TASK: Your reply should hold only the lines from the records below where "NoteSummary" occurs.

### DATA EXTRACT ###

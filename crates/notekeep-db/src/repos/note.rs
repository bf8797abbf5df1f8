use crate::errors::{StoreError, StoreResult};
use anyhow::Context;
use chrono::{DateTime, Utc};
use notekeep_common::models::{Note, NoteSummary, NoteUpdate, Page, SortOrder, UserId};
use sqlx::PgPool;

#[derive(Debug, Clone, sqlx::FromRow)]
pub struct NoteRow {
    pub id: i64,
    pub user_id: i64,
    pub title: String,
    pub content: String,
    pub created_at: DateTime<Utc>,
    pub updated_at: DateTime<Utc>,
}

impl From<NoteRow> for Note {
    fn from(row: NoteRow) -> Self {
        Note {
            id: row.id,
            user_id: UserId(row.user_id),
            title: row.title,
            content: row.content,
            created_at: row.created_at,
            updated_at: row.updated_at,
        }
    }
}

// The id tiebreak keeps pages stable when two notes share a timestamp.
const LIST_ASC: &str = "SELECT id, title, content, created_at, updated_at FROM notes WHERE user_id = $1 ORDER BY created_at ASC, id ASC LIMIT $2 OFFSET $3";
const LIST_DESC: &str = "SELECT id, title, content, created_at, updated_at FROM notes WHERE user_id = $1 ORDER BY created_at DESC, id DESC LIMIT $2 OFFSET $3";

/// Note persistence with per-owner access control.
///
/// Every operation on an existing note first resolves the owner by id alone,
/// so a missing note (`NotFound`) and a foreign note (`AccessDenied`) are
/// reported differently. The statement that follows still filters on the
/// owner; if the row vanished in between, the result is `NotFound`.
pub struct NoteRepo;

impl NoteRepo {
    pub async fn create(
        pool: &PgPool,
        owner: UserId,
        title: &str,
        content: &str,
    ) -> StoreResult<i64> {
        let id = sqlx::query_scalar::<_, i64>(
            "INSERT INTO notes (user_id, title, content) VALUES ($1, $2, $3) RETURNING id",
        )
        .bind(owner.get())
        .bind(title)
        .bind(content)
        .fetch_one(pool)
        .await
        .context("Failed to create note")?;
        Ok(id)
    }

    pub async fn list(
        pool: &PgPool,
        owner: UserId,
        page: Page,
    ) -> StoreResult<Vec<NoteSummary>> {
        let sql = match page.sort {
            SortOrder::Asc => LIST_ASC,
            SortOrder::Desc => LIST_DESC,
        };
        let rows = sqlx::query_as::<_, NoteSummary>(sql)
            .bind(owner.get())
            .bind(page.limit)
            .bind(page.offset)
            .fetch_all(pool)
            .await
            .context("Failed to list notes")?;
        Ok(rows)
    }

    pub async fn get(pool: &PgPool, owner: UserId, note_id: i64) -> StoreResult<NoteRow> {
        Self::check_owner(pool, owner, note_id).await?;

        let row = sqlx::query_as::<_, NoteRow>(
            "SELECT id, user_id, title, content, created_at, updated_at FROM notes WHERE id = $1 AND user_id = $2",
        )
        .bind(note_id)
        .bind(owner.get())
        .fetch_optional(pool)
        .await
        .context("Failed to get note")?;
        row.ok_or(StoreError::NotFound)
    }

    /// Apply a partial update. `updated_at` is refreshed even when the
    /// update carries no fields.
    pub async fn update(
        pool: &PgPool,
        owner: UserId,
        note_id: i64,
        update: &NoteUpdate,
    ) -> StoreResult<()> {
        Self::check_owner(pool, owner, note_id).await?;

        let result = sqlx::query(
            r#"UPDATE notes
               SET title = COALESCE($1, title),
                   content = COALESCE($2, content),
                   updated_at = NOW()
               WHERE id = $3 AND user_id = $4"#,
        )
        .bind(update.title.as_deref())
        .bind(update.content.as_deref())
        .bind(note_id)
        .bind(owner.get())
        .execute(pool)
        .await
        .context("Failed to update note")?;

        if result.rows_affected() == 0 {
            return Err(StoreError::NotFound);
        }
        Ok(())
    }

    pub async fn delete(pool: &PgPool, owner: UserId, note_id: i64) -> StoreResult<()> {
        Self::check_owner(pool, owner, note_id).await?;

        let result = sqlx::query("DELETE FROM notes WHERE id = $1 AND user_id = $2")
            .bind(note_id)
            .bind(owner.get())
            .execute(pool)
            .await
            .context("Failed to delete note")?;

        if result.rows_affected() == 0 {
            return Err(StoreError::NotFound);
        }
        Ok(())
    }

    async fn check_owner(pool: &PgPool, owner: UserId, note_id: i64) -> StoreResult<()> {
        let stored_owner = sqlx::query_scalar::<_, i64>("SELECT user_id FROM notes WHERE id = $1")
            .bind(note_id)
            .fetch_optional(pool)
            .await
            .context("Failed to look up note owner")?;

        match stored_owner {
            None => Err(StoreError::NotFound),
            Some(stored) if stored != owner.get() => {
                tracing::warn!(note_id, requester = %owner, "Note belongs to another user");
                Err(StoreError::AccessDenied)
            }
            Some(_) => Ok(()),
        }
    }
}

###

FINAL ANSWER:
use notekeep_common::models::{Note, NoteSummary, NoteUpdate, Page, SortOrder, UserId};
    ) -> StoreResult<Vec<NoteSummary>> {
        let rows = sqlx::query_as::<_, NoteSummary>(sql)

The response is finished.